(Excerpts from a dataset)

○ ○ ○ ○ ○

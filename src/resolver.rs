use crate::editor::EditorSurface;
use crate::record::ViolationRecord;
use regex::Regex;
use std::fmt;
use std::path::Path;
use std::sync::LazyLock;
use tracing::debug;

static IDENTIFIER: LazyLock<Regex> =
    LazyLock::new(|| Regex::new(r"^violation_(\d+)$").expect("identifier pattern"));

/// Extract the violation number from a lookup token.
///
/// Total over all strings: `Some(n)` iff the token matches
/// `^violation_(\d+)$` exactly (case-sensitive, anchored both ends) and the
/// digits fit in a u32.
pub fn resolve_identifier(token: &str) -> Option<u32> {
    let caps = IDENTIFIER.captures(token)?;
    caps[1].parse().ok()
}

/// A navigable destination recovered from the index
#[derive(Debug, Clone, PartialEq, Eq)]
pub struct NavTarget {
    pub path: String,
    pub line: u32,
}

/// Look up violation `number` among `records` and produce its target
pub fn find_target(records: &[ViolationRecord], number: u32) -> Option<NavTarget> {
    let identifier = format!("violation_{}", number);
    records
        .iter()
        .find(|r| r.identifier == identifier)
        .map(|r| NavTarget {
            path: r.location.path.clone(),
            line: r.location.line,
        })
}

/// Why a navigation request was not delegated or did not complete
#[derive(Debug)]
pub enum NavError {
    /// Non-positive line requested; rejected before any delegation
    InvalidLocation,
    /// Opaque failure reported by the editing surface
    Editor(String),
}

impl fmt::Display for NavError {
    fn fmt(&self, f: &mut fmt::Formatter<'_>) -> fmt::Result {
        match self {
            NavError::InvalidLocation => write!(f, "line numbers are 1-based; 0 is not navigable"),
            NavError::Editor(e) => write!(f, "editor error: {}", e),
        }
    }
}

impl std::error::Error for NavError {}

/// Hand a validated target to the editing surface
pub async fn navigate(target: &NavTarget, editor: &dyn EditorSurface) -> Result<(), NavError> {
    if target.line == 0 {
        return Err(NavError::InvalidLocation);
    }

    debug!("Delegating navigation to {}:{}", target.path, target.line);
    editor
        .open_at(Path::new(&target.path), target.line)
        .await
        .map_err(NavError::Editor)
}

#[cfg(test)]
mod tests {
    use super::*;
    use crate::record::Location;
    use async_trait::async_trait;
    use std::path::PathBuf;
    use std::sync::Mutex;

    struct RecordingEditor {
        opened: Mutex<Vec<(PathBuf, u32)>>,
    }

    impl RecordingEditor {
        fn new() -> Self {
            Self {
                opened: Mutex::new(Vec::new()),
            }
        }
    }

    #[async_trait]
    impl EditorSurface for RecordingEditor {
        async fn open_at(&self, path: &Path, line: u32) -> Result<(), String> {
            self.opened.lock().unwrap().push((path.to_path_buf(), line));
            Ok(())
        }

        fn notify(&self, _message: &str) {}
    }

    struct FailingEditor;

    #[async_trait]
    impl EditorSurface for FailingEditor {
        async fn open_at(&self, _path: &Path, _line: u32) -> Result<(), String> {
            Err("document is gone".to_string())
        }

        fn notify(&self, _message: &str) {}
    }

    #[test]
    fn test_resolve_identifier_matches() {
        assert_eq!(resolve_identifier("violation_1"), Some(1));
        assert_eq!(resolve_identifier("violation_42"), Some(42));
        // Leading zeros are digits too
        assert_eq!(resolve_identifier("violation_007"), Some(7));
    }

    #[test]
    fn test_resolve_identifier_is_anchored_and_case_sensitive() {
        assert_eq!(resolve_identifier("Violation_1"), None);
        assert_eq!(resolve_identifier("violation_1x"), None);
        assert_eq!(resolve_identifier("xviolation_1"), None);
        assert_eq!(resolve_identifier("violation_"), None);
        assert_eq!(resolve_identifier("violation_1 "), None);
        assert_eq!(resolve_identifier(""), None);
    }

    #[test]
    fn test_resolve_identifier_rejects_oversized_numbers() {
        assert_eq!(resolve_identifier("violation_99999999999999999999"), None);
    }

    #[test]
    fn test_find_target() {
        let records = vec![
            ViolationRecord::new(
                1,
                "autosar",
                "A7-1-1",
                Location {
                    path: "/a.cpp".to_string(),
                    line: 5,
                },
            ),
            ViolationRecord::new(
                2,
                "autosar",
                "A7-1-1",
                Location {
                    path: "/a.cpp".to_string(),
                    line: 10,
                },
            ),
        ];

        assert_eq!(
            find_target(&records, 2),
            Some(NavTarget {
                path: "/a.cpp".to_string(),
                line: 10
            })
        );
        assert_eq!(find_target(&records, 3), None);
    }

    #[tokio::test]
    async fn test_navigate_delegates_valid_target() {
        let editor = RecordingEditor::new();
        let target = NavTarget {
            path: "/a.cpp".to_string(),
            line: 5,
        };

        navigate(&target, &editor).await.unwrap();
        assert_eq!(
            *editor.opened.lock().unwrap(),
            vec![(PathBuf::from("/a.cpp"), 5)]
        );
    }

    #[tokio::test]
    async fn test_navigate_rejects_line_zero_before_delegation() {
        let editor = RecordingEditor::new();
        let target = NavTarget {
            path: "/a.cpp".to_string(),
            line: 0,
        };

        let err = navigate(&target, &editor).await.unwrap_err();
        assert!(matches!(err, NavError::InvalidLocation));
        assert!(editor.opened.lock().unwrap().is_empty());
    }

    #[tokio::test]
    async fn test_navigate_surfaces_editor_failure() {
        let target = NavTarget {
            path: "/a.cpp".to_string(),
            line: 1,
        };

        let err = navigate(&target, &FailingEditor).await.unwrap_err();
        match err {
            NavError::Editor(msg) => assert_eq!(msg, "document is gone"),
            other => panic!("expected editor error, got {:?}", other),
        }
    }
}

○ ○ ○ ○ ○

• _Exercise objective_: Search the entries for the word "document" and copy every line that holds it.

• _Your solution_:
            Err("document is gone".to_string())
            NavError::Editor(msg) => assert_eq!(msg, "document is gone"),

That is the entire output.